From Sobol to Sinkhorn: A Transport Revolution in Sensitivity Analysis

In a world where climate models span continents and economic simulators evolve across decades, it’s no longer enough to ask which variable affects the output the most. We must now ask: how does each input reshape the entire output distribution? The R package gsaot brings a mathematically rigorous answer, harnessing the power of Optimal Transport (OT) to provide a fresh take on sensitivity analysis.

The Sensitivity Analysis Bottleneck

Traditional global sensitivity analysis tools—like the popular Sobol’ indices—quantify how much variance in an output is driven by each input. But variance is a crude lens. What if two variables yield similar variances but one causes frequent outliers or fat tails? What if the outputs are multivariate, time-dependent, or spatially correlated? What if the inputs are correlated?

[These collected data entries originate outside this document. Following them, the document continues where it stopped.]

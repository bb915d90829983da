//! Provider key types for the container.

use std::any::TypeId;

/// Key for provider storage and lookup.
///
/// A key identifies the type a provider produces. Equality and hashing use
/// only the `TypeId`; the name rides along for diagnostics.
///
/// # Examples
///
/// ```rust
/// use scopewire::{key_of_type, Key};
///
/// let key: Key = key_of_type::<String>();
/// assert_eq!(key.display_name(), "alloc::string::String");
/// assert_eq!(key, key_of_type::<String>());
/// assert_ne!(key, key_of_type::<u32>());
/// ```
#[derive(Debug, Clone, Copy)]
pub struct Key {
    id: TypeId,
    name: &'static str,
}

impl Key {
    /// Get the type name for display
    pub fn display_name(&self) -> &'static str {
        self.name
    }
}

impl PartialEq for Key {
    #[inline(always)]
    fn eq(&self, other: &Self) -> bool {
        self.id == other.id
    }
}

impl Eq for Key {}

impl std::hash::Hash for Key {
    #[inline(always)]
    fn hash<H: std::hash::Hasher>(&self, state: &mut H) {
        self.id.hash(state);
    }
}

/// Helper function for creating type keys
#[inline(always)]
pub fn key_of_type<T: 'static>() -> Key {
    Key {
        id: TypeId::of::<T>(),
        name: std::any::type_name::<T>(),
    }
}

In such cases, variance-based tools stumble. They either simplify the problem (by reducing to a single output metric) or require costly sampling strategies with strong independence assumptions.

Optimal Transport to the Rescue

The Wasserstein distance, rooted in the theory of Optimal Transport, offers a more nuanced comparison between output distributions. Instead of comparing variances or means, it asks: what is the cost of morphing one distribution into another? This cost becomes a powerful sensitivity index: how much does fixing input $X_i$ deform the output distribution $Y$?

The authors of gsaot formalize this as:

$\iota_K(Y, X_i) = \frac{\mathbb{E}[W(P_Y, P_{Y|X_i})]}{\mathbb{E}[W(P_Y, P_{Y’})]}$

Where $W$ is the OT cost (e.g. squared Euclidean), and $P_Y$, $P_{Y|X_i}$ are marginal and conditional output distributions. This index satisfies:

Zero-independence: zero if and only if $Y$ is independent of $X_i$.
Max-functionality: one if $Y$ is a deterministic function of $X_i$.
Normalization: always between 0 and 1.

Crucially, it works for multivariate outputs and correlated inputs.

Why gsaot Matters

The gsaot package takes these theoretical advances and makes them accessible:

Model-agnostic: It works on any input-output dataset, including black-box models.
Multivariate and correlated-ready: No simplification needed.
Solver-flexible: Choose between exact OT (network simplex, Bures) or fast approximations (Sinkhorn).
Decomposable insights: Break down effects into mean (advective), variance (diffusive), and higher-order contributions.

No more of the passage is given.